My academic trajectory has changed several times during the past twenty years. The first course I took was a distance course in Classic archaeology at Uppsala University in 1993/1994. Back then I was interested in ancient Egypt, Mesopotamia, Greece and Rome. However, I had begun to read some books on the Maya and that became my main interest in the following years when I became a full time student at the University of Gothenburg (1994-2000). My BA-theses in both archaeology (1997) and social anthropology (1998) dealt with Maya issues. So did a minor thesis (“B-uppsats”) in a course on the history of ideas (2000). Since I began my full-time studies I have not changed geographical/cultural area. However, my theoretical approaches have changed.
In both of my BA-theses I was influenced by Bourdieu’s theory of practice which I had encountered in both disciplines. That theoretical approach also laid the initial foundation for my doctoral project on causeways. Once I became a doctoral student (2002) I became influenced by other agency theories, Gell and Bachelard as well, as seen in my licentiate thesis (2004). This was a development towards a “nanoarchaeology”, i.e. splitting up the units of structurating practices used in Cornell and Fahlander’s “microarchaeology” into even smaller segments. I called this “polyagentive archaeology.”

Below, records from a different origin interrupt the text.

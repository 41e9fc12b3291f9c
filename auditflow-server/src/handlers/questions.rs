//! Question bank handlers

use axum::{extract::State, response::Json};
use serde::{Deserialize, Serialize};
use tracing::info;
use utoipa::ToSchema;

use audit_store::{NewQuestion, ResolvedQuestion};

use crate::{
    error::{api_success, ApiError, ApiResponse},
    server::AuditServer,
    validation::RequestValidation,
    validate_field, validate_length, validate_required,
};

/// One question definition within a bulk registration
#[derive(Debug, Deserialize, ToSchema)]
pub struct QuestionDefinitionRequest {
    /// Full question text, the identity of the question within a version
    pub text: String,
    #[serde(default)]
    pub category: Option<String>,
    #[serde(default)]
    pub mandatory: Option<bool>,
    /// Reference document the question was derived from
    #[serde(default)]
    pub source_doc: Option<String>,
}

/// Bulk question registration request
#[derive(Debug, Deserialize, ToSchema)]
pub struct BulkQuestionsRequest {
    /// Question bank version the definitions belong to
    pub version_tag: String,
    /// Ordered question definitions
    pub questions: Vec<QuestionDefinitionRequest>,
}

impl RequestValidation for BulkQuestionsRequest {
    fn validate(&self) -> Result<(), ApiError> {
        validate_required!(self.version_tag, "Version tag is required");
        validate_length!(self.version_tag, 1, 50, "Version tag must be 1-50 characters");
        validate_field!(
            self.questions,
            !self.questions.is_empty(),
            "At least one question definition is required"
        );
        for question in &self.questions {
            validate_required!(question.text, "Question text is required");
        }
        Ok(())
    }
}

/// Bulk question registration response
#[derive(Debug, Serialize, ToSchema)]
pub struct BulkQuestionsResponse {
    pub version_tag: String,
    pub count: usize,
    /// Resolved identifiers, one per submitted definition, in input order
    pub items: Vec<ResolvedQuestion>,
}

/// Register a batch of question definitions and resolve their identifiers
///
/// Registration is idempotent per (version_tag, text): resubmitting the
/// same batch returns the same identifiers without creating duplicates.
#[utoipa::path(
    post,
    path = "/questions/bulk",
    request_body = BulkQuestionsRequest,
    responses(
        (status = 200, description = "Definitions resolved to identifiers", body = BulkQuestionsResponse),
        (status = 400, description = "Invalid question batch")
    ),
    tag = "questions"
)]
pub async fn bulk_resolve_questions(
    State(server): State<AuditServer>,
    Json(request): Json<BulkQuestionsRequest>,
) -> Result<Json<ApiResponse<BulkQuestionsResponse>>, ApiError> {
    request.validate()?;

    let definitions: Vec<NewQuestion> = request
        .questions
        .iter()
        .map(|question| NewQuestion {
            text: question.text.clone(),
            category: question.category.clone(),
            mandatory: question.mandatory.unwrap_or(false),
            source_doc: question.source_doc.clone(),
        })
        .collect();

    let items = server
        .question_repo
        .resolve_batch(&request.version_tag, &definitions)
        .await?;

    info!(
        version_tag = %request.version_tag,
        count = items.len(),
        "Question batch resolved"
    );

    Ok(Json(api_success(BulkQuestionsResponse {
        version_tag: request.version_tag,
        count: items.len(),
        items,
    })))
}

I continued to call this approach “polyagentive archaeology” in my dissertation thesis (2006). I regret that today since I had turned towards the ontologies of flow, of continuity rather than discontinuity. Bergson became my main inspiration with some late additions of Deleuze and DeLanda. Hence, I ditched Bachelard in favor of Bergson. I maintained Gell and made more use of the Swedish anthropologist Göran Aijmer. Apart from an article on Maya warfare (2007) I have not continued to use the term “polyagentive archaeology”. I am no longer convinced that agency is a useful concept (particularly not object/material agency).

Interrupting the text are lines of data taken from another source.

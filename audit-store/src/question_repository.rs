use chrono::Utc;
use sqlx::{Pool, Postgres};
use uuid::Uuid;

use crate::error::StoreResult;
use crate::models::{NewQuestion, ResolvedQuestion};

/// Repository for the versioned question bank
#[derive(Debug, Clone)]
pub struct QuestionRepository {
    pool: Pool<Postgres>,
}

impl QuestionRepository {
    pub fn new(pool: Pool<Postgres>) -> Self {
        Self { pool }
    }

    /// Resolve an ordered batch of question definitions under one version
    /// tag to stable question identifiers, creating rows only for text not
    /// yet registered under that tag.
    ///
    /// The whole batch runs in one transaction; any error rolls back every
    /// insert. Resolution is idempotent per (version_tag, text): the
    /// conditional insert either creates the row or yields to the existing
    /// one, so concurrent identical batches cannot produce duplicates.
    pub async fn resolve_batch(
        &self,
        version_tag: &str,
        definitions: &[NewQuestion],
    ) -> StoreResult<Vec<ResolvedQuestion>> {
        let mut tx = self.pool.begin().await?;
        let mut items = Vec::with_capacity(definitions.len());

        for (index, definition) in definitions.iter().enumerate() {
            let inserted: Option<(Uuid,)> = sqlx::query_as(
                r#"
                INSERT INTO questions (
                    question_id, text, category, mandatory, source_doc,
                    version_tag, created_at
                ) VALUES ($1, $2, $3, $4, $5, $6, $7)
                ON CONFLICT (version_tag, text) DO NOTHING
                RETURNING question_id
                "#,
            )
            .bind(Uuid::new_v4())
            .bind(&definition.text)
            .bind(&definition.category)
            .bind(definition.mandatory)
            .bind(&definition.source_doc)
            .bind(version_tag)
            .bind(Utc::now())
            .fetch_optional(&mut *tx)
            .await?;

            let question_id = match inserted {
                Some((question_id,)) => question_id,
                // No row returned: the (version_tag, text) pair already exists.
                None => {
                    let (question_id,): (Uuid,) = sqlx::query_as(
                        "SELECT question_id FROM questions WHERE version_tag = $1 AND text = $2",
                    )
                    .bind(version_tag)
                    .bind(&definition.text)
                    .fetch_one(&mut *tx)
                    .await?;
                    question_id
                }
            };

            items.push(ResolvedQuestion { index, question_id });
        }

        tx.commit().await?;

        Ok(items)
    }
}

In my early postdoctoral phase I became increasingly influenced by Deleuze, DeLanda, and Protevi. This can be seen in my articles published between 2008 and 2012. DeLanda’s assemblage theory work very well with complex systems theory and therefore it fitted my first postdoctoral project on caves and climate change. However, once I received funding for my “water as archaeological material” project (2011) I had encountered speculative realism and particularly object oriented ontologies. This has resulted in a couple of articles (from 2012 to present date). Although Meillassoux, Harman, Bogost, Garcia and Morton have affected my writing it is Bryant that I find to be of most interest. I will still make use of Deleuze and DeLanda in my upcoming articles that are in press. It may not be obvious but I do use DeLanda in my most recently published article on neuroarchaeology (2016).

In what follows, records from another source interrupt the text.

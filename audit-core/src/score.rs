//! Compliance scoring over recorded answers.
//!
//! The score of an audit is the percentage of distinct answered questions
//! that have at least one compliant attempt. Multiple attempts exist so a
//! remediated answer can flip a question to compliant without deleting the
//! failed first attempt; hence the logical OR across attempts.

use std::collections::HashMap;

use serde::Serialize;
use uuid::Uuid;

/// One recorded answer, reduced to what scoring needs.
///
/// `is_compliant = None` means "answered but not yet assessed" and counts
/// as non-compliant.
#[derive(Debug, Clone, Copy, PartialEq, Eq)]
pub struct AnswerOutcome {
    pub question_id: Uuid,
    pub is_compliant: Option<bool>,
}

impl AnswerOutcome {
    pub fn new(question_id: Uuid, is_compliant: Option<bool>) -> Self {
        Self {
            question_id,
            is_compliant,
        }
    }
}

/// Aggregated scoring result for one audit.
#[derive(Debug, Clone, Copy, PartialEq, Serialize)]
pub struct ScoreSummary {
    /// Distinct questions with at least one recorded attempt.
    pub answered_questions: usize,
    /// Questions where at least one attempt was marked compliant.
    pub compliant_questions: usize,
    /// Percentage, rounded to two decimals. 0.0 when nothing was answered.
    pub score: f64,
}

/// Aggregates answer outcomes into a [`ScoreSummary`].
///
/// Outcomes are grouped by question; a question counts as compliant when
/// any of its attempts has `is_compliant = Some(true)`. Input order does
/// not matter. An empty input yields a zero summary rather than an error.
pub fn summarize(outcomes: &[AnswerOutcome]) -> ScoreSummary {
    let mut compliant_by_question: HashMap<Uuid, bool> = HashMap::new();
    for outcome in outcomes {
        let entry = compliant_by_question
            .entry(outcome.question_id)
            .or_insert(false);
        *entry |= outcome.is_compliant == Some(true);
    }

    let answered_questions = compliant_by_question.len();
    let compliant_questions = compliant_by_question
        .values()
        .filter(|compliant| **compliant)
        .count();

    let score = if answered_questions == 0 {
        0.0
    } else {
        round_two_decimals(compliant_questions as f64 / answered_questions as f64 * 100.0)
    };

    ScoreSummary {
        answered_questions,
        compliant_questions,
        score,
    }
}

/// Convenience wrapper returning only the percentage.
pub fn global_score(outcomes: &[AnswerOutcome]) -> f64 {
    summarize(outcomes).score
}

fn round_two_decimals(value: f64) -> f64 {
    (value * 100.0).round() / 100.0
}

#[cfg(test)]
mod tests {
    use super::*;
    use proptest::prelude::*;

    fn question(n: u128) -> Uuid {
        Uuid::from_u128(n)
    }

    #[test]
    fn empty_input_scores_zero() {
        assert_eq!(global_score(&[]), 0.0);
    }

    #[test]
    fn remediated_attempt_flips_question_to_compliant() {
        let outcomes = [
            AnswerOutcome::new(question(1), Some(false)),
            AnswerOutcome::new(question(1), Some(true)),
        ];
        assert_eq!(global_score(&outcomes), 100.0);
    }

    #[test]
    fn one_of_two_questions_compliant_scores_fifty() {
        let outcomes = [
            AnswerOutcome::new(question(1), Some(true)),
            AnswerOutcome::new(question(2), Some(false)),
        ];
        assert_eq!(global_score(&outcomes), 50.0);
    }

    #[test]
    fn unassessed_answers_count_as_non_compliant() {
        let outcomes = [
            AnswerOutcome::new(question(1), None),
            AnswerOutcome::new(question(2), Some(true)),
        ];
        assert_eq!(global_score(&outcomes), 50.0);
    }

    #[test]
    fn all_attempts_failed_scores_zero() {
        let outcomes = [
            AnswerOutcome::new(question(1), Some(false)),
            AnswerOutcome::new(question(1), None),
        ];
        assert_eq!(global_score(&outcomes), 0.0);
    }

    #[test]
    fn score_is_rounded_to_two_decimals() {
        let outcomes = [
            AnswerOutcome::new(question(1), Some(true)),
            AnswerOutcome::new(question(2), Some(false)),
            AnswerOutcome::new(question(3), Some(false)),
        ];
        assert_eq!(global_score(&outcomes), 33.33);

        let outcomes = [
            AnswerOutcome::new(question(1), Some(true)),
            AnswerOutcome::new(question(2), Some(true)),
            AnswerOutcome::new(question(3), Some(false)),
        ];
        assert_eq!(global_score(&outcomes), 66.67);
    }

    #[test]
    fn summary_reports_grouped_counts() {
        let outcomes = [
            AnswerOutcome::new(question(1), Some(false)),
            AnswerOutcome::new(question(1), Some(true)),
            AnswerOutcome::new(question(2), Some(false)),
            AnswerOutcome::new(question(3), None),
        ];
        let summary = summarize(&outcomes);
        assert_eq!(summary.answered_questions, 3);
        assert_eq!(summary.compliant_questions, 1);
        assert_eq!(summary.score, 33.33);
    }

    fn arbitrary_outcomes() -> impl Strategy<Value = Vec<AnswerOutcome>> {
        prop::collection::vec(
            (0u128..16, prop::option::of(any::<bool>()))
                .prop_map(|(q, compliant)| AnswerOutcome::new(question(q), compliant)),
            0..64,
        )
    }

    proptest! {
        #[test]
        fn score_stays_within_percentage_bounds(outcomes in arbitrary_outcomes()) {
            let score = global_score(&outcomes);
            prop_assert!((0.0..=100.0).contains(&score));
        }

        #[test]
        fn score_ignores_answer_order(outcomes in arbitrary_outcomes()) {
            let mut reversed = outcomes.clone();
            reversed.reverse();
            prop_assert_eq!(global_score(&outcomes), global_score(&reversed));
        }

        #[test]
        fn appending_a_compliant_attempt_never_lowers_the_score(
            outcomes in arbitrary_outcomes(),
            q in 0u128..16,
        ) {
            let before = global_score(&outcomes);
            let mut extended = outcomes.clone();
            extended.push(AnswerOutcome::new(question(q), Some(true)));
            prop_assert!(global_score(&extended) >= before);
        }
    }
}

So where am I now? Well, considering this trajectory I have mainly emphasized theoretical issues that few Mayanists care about. I will most likely continue with that but I also feel that my archaeological interests go beyond the Maya area today. This summer I will travel to Indonesia for the tenth time but I believe I never will actively work there. I am stuck in the Maya area. However, I am also a bit tired of the ontological stuff but I think I have found a way out of the ontological turn.
I am currently developing a project idea that shall combine two separate topics that I deal with in two articles that I am currently writing: evolution and some aspects of the ontological turn. I see this as a new change in my academic trajectory. Why? Because I do not think archaeology is the discipline of things. I once did think so but what separates archaeology from other disciplines is the study of the long-term development of Homo sapiens. It is time for me to go back to what I initially found interesting in archaeology.